El MIT inventa unos guantes llamados STAG con los que los robots tendrán tacto

Parece que no es suficiente que los robots sean máquinas que se ocupen de los trabajos más repetitivos y rutinarios o nos faciliten la vida en hoteles, empresas y institutos. {Con el tiempo se incide más en que su aspecto y sus características sean lo más similares posible a las de un humano. Y no únicamente eso, asimismo se quiere que sientan igual que padecemos nosotros al tomar un objeto. Puesto que según parece lo van a conseguir de la mano de unos renovadores guantes.

Guante con tacto creada por el MIT

Nuestras manos están creadas por una red impresionante de receptores sensoriales o mecanorreceptores de diferente tipo que reaccionan frente a la presión mecánica y tienen la capacidad de convertir un estímulo mecánico, químico o electromagnético en un impulso inquieto.

Los desarrolladores del MIT han creado un guante sensorial, de nombre Scalable Tactile Glove (STAG) compuesto por quinientos cincuenta sensores de presión colocados en la palma del guante que generan un patrón reconocible para el dispositivo robótico y la Inteligencia Artificial. Este guante, conectado a un computador, recoge los datos y la medición de la presión recogidos con esos receptores y los modifican en un “vídeo táctil” con los que “enseñar” a una red neuronal convolucional (CNN) y poder reconocer qué objetos son por el tacto.

El MIT inventa unos guantes lllamados STAG con los que los robots tendrán tacto

Guantes innovadores low cost para los robots

Si bien parece que no puede ser cierto, el material preciso para fabricar dichos guantes cuesta en torno a los diez dólares estadounidenses, y se pueden hallar con cierta sencillez. Disponen de una película atravesada por una red de sesenta y cuatro fibras conductoras en diferentes sentidos, las que se hallan unidas a un guante común.

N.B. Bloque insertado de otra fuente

//! Request extractors that answer malformed input with [`ApiError`]
//!
//! `ApiJson`, `ApiQuery` and `ApiPath` wrap the axum extractors of the same
//! name. A body, query string or path segment that fails to deserialize is
//! a 400 `VALIDATION_ERROR`, keyed by the offending field when the
//! deserializer names one.

use axum::{
    extract::{
        rejection::{JsonRejection, PathRejection, QueryRejection},
        FromRequest, FromRequestParts, Path, Query, Request,
    },
    http::request::Parts,
    Json,
};
use serde::de::DeserializeOwned;

use crate::api::middleware::ApiError;
use crate::services::{FieldErrors, NON_FIELD_ERRORS};

/// JSON request body
#[derive(Debug, Clone, Copy, Default)]
pub struct ApiJson<T>(pub T);

impl<T, S> FromRequest<S> for ApiJson<T>
where
    T: DeserializeOwned + Send,
    S: Send + Sync,
{
    type Rejection = ApiError;

    async fn from_request(req: Request, state: &S) -> Result<Self, Self::Rejection> {
        let Json(value) = Json::<T>::from_request(req, state).await?;
        Ok(ApiJson(value))
    }
}

/// Query string
#[derive(Debug, Clone, Copy, Default)]
pub struct ApiQuery<T>(pub T);

impl<T, S> FromRequestParts<S> for ApiQuery<T>
where
    T: DeserializeOwned + Send,
    S: Send + Sync,
{
    type Rejection = ApiError;

    async fn from_request_parts(parts: &mut Parts, state: &S) -> Result<Self, Self::Rejection> {
        let Query(value) = Query::<T>::from_request_parts(parts, state).await?;
        Ok(ApiQuery(value))
    }
}

/// Path parameters
#[derive(Debug, Clone, Copy)]
pub struct ApiPath<T>(pub T);

impl<T, S> FromRequestParts<S> for ApiPath<T>
where
    T: DeserializeOwned + Send,
    S: Send + Sync,
{
    type Rejection = ApiError;

    async fn from_request_parts(parts: &mut Parts, state: &S) -> Result<Self, Self::Rejection> {
        let Path(value) = Path::<T>::from_request_parts(parts, state).await?;
        Ok(ApiPath(value))
    }
}

impl From<JsonRejection> for ApiError {
    fn from(rejection: JsonRejection) -> Self {
        let errors = match rejection {
            JsonRejection::JsonDataError(_) => rejection_errors(&rejection.body_text()),
            _ => FieldErrors::single(NON_FIELD_ERRORS, rejection.body_text()),
        };
        ApiError::validation(errors)
    }
}

impl From<QueryRejection> for ApiError {
    fn from(rejection: QueryRejection) -> Self {
        ApiError::validation(rejection_errors(&rejection.body_text()))
    }
}

impl From<PathRejection> for ApiError {
    fn from(rejection: PathRejection) -> Self {
        ApiError::validation(FieldErrors::single(NON_FIELD_ERRORS, rejection.body_text()))
    }
}

/// Split a rejection text of the form `<context>: <path>: <message>` into a
/// field error. Without a recognisable path the message is a non-field error.
fn rejection_errors(text: &str) -> FieldErrors {
    let detail = text.split_once(": ").map_or(text, |(_, rest)| rest);
    match detail.split_once(": ") {
        Some((path, message)) if is_field_path(path) => FieldErrors::single(path, message),
        _ => FieldErrors::single(NON_FIELD_ERRORS, detail),
    }
}

fn is_field_path(path: &str) -> bool {
    path != "."
        && !path.is_empty()
        && path
            .chars()
            .all(|c| c.is_ascii_alphanumeric() || matches!(c, '_' | '.' | '[' | ']'))
}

Subramanian Sundaraman, directivo de la investigación, ha asegurado que “hemos demostrado la utilidad de un equipo asequible y simple para fabricar sensores táctiles con los que cubrir grandes áreas”.

La aplicación de esta tecnología en miembros artificiales o partes mecánicas de robots industriales puede ser increíble. Los desarrolladores de prótesis pueden usar la información que consiguen de los sensores de presión y personalizar las prótesis, con el fin de que la persona pueda utilizar de forma normal con objetos. Uno de los retos es que el sistema pueda de detectar el peso y la estructura del objeto.

Es posible que este sistema multisensorial podría ser destinado en pruebas médicas, en recuperaciones de lesiones y en el desarrollo de prótesis y manos robóticas. En un futuro poco a poco más próximo los robots dispondrán de tacto a un costo ridículo. Somos conscientes de que el desarrollo es tan necesario como urgente, y avances como el que ha logrado el MIT, nos aproxima un poco más a alcanzar la meta.